- How to complete this task: In the entries that follow, the line with "use std::path::PathBuf;" opens the range and the line with "without alpha-beta cutoffs" closes it; repeat that range exactly, both lines included.

- Extracted data:

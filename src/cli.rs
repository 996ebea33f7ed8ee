use clap::Parser;
use std::path::PathBuf;

use crate::ai::{SearchConfig, DEFAULT_DEPTH};

/// Gomoku, computer against computer
#[derive(Parser, Debug)]
#[command(name = "gomoku", version)]
pub struct CliArgs {
  /// Search depth of the X player
  #[arg(long, default_value_t = DEFAULT_DEPTH)]
  pub depth_x: u32,

  /// Search depth of the O player
  #[arg(long, default_value_t = DEFAULT_DEPTH)]
  pub depth_o: u32,

  /// Plain minimax without alpha-beta cutoffs
  #[arg(long)]
  pub no_pruning: bool,

  /// Stop after this many moves
  #[arg(long)]
  pub max_moves: Option<usize>,

  /// Write the log to this file instead of stderr
  #[arg(long)]
  pub log_file: Option<PathBuf>,

  /// Disable coloured output
  #[arg(long)]
  pub no_color: bool,
}

impl CliArgs {
  pub fn search_config(&self, depth: u32) -> SearchConfig {
    SearchConfig {
      depth,
      alpha_beta: !self.no_pruning,
    }
  }
}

- Result:
use std::path::PathBuf;

use crate::ai::{SearchConfig, DEFAULT_DEPTH};

/// Gomoku, computer against computer
#[derive(Parser, Debug)]
#[command(name = "gomoku", version)]
pub struct CliArgs {
  /// Search depth of the X player
  #[arg(long, default_value_t = DEFAULT_DEPTH)]
  pub depth_x: u32,

  /// Search depth of the O player
  #[arg(long, default_value_t = DEFAULT_DEPTH)]
  pub depth_o: u32,

  /// Plain minimax without alpha-beta cutoffs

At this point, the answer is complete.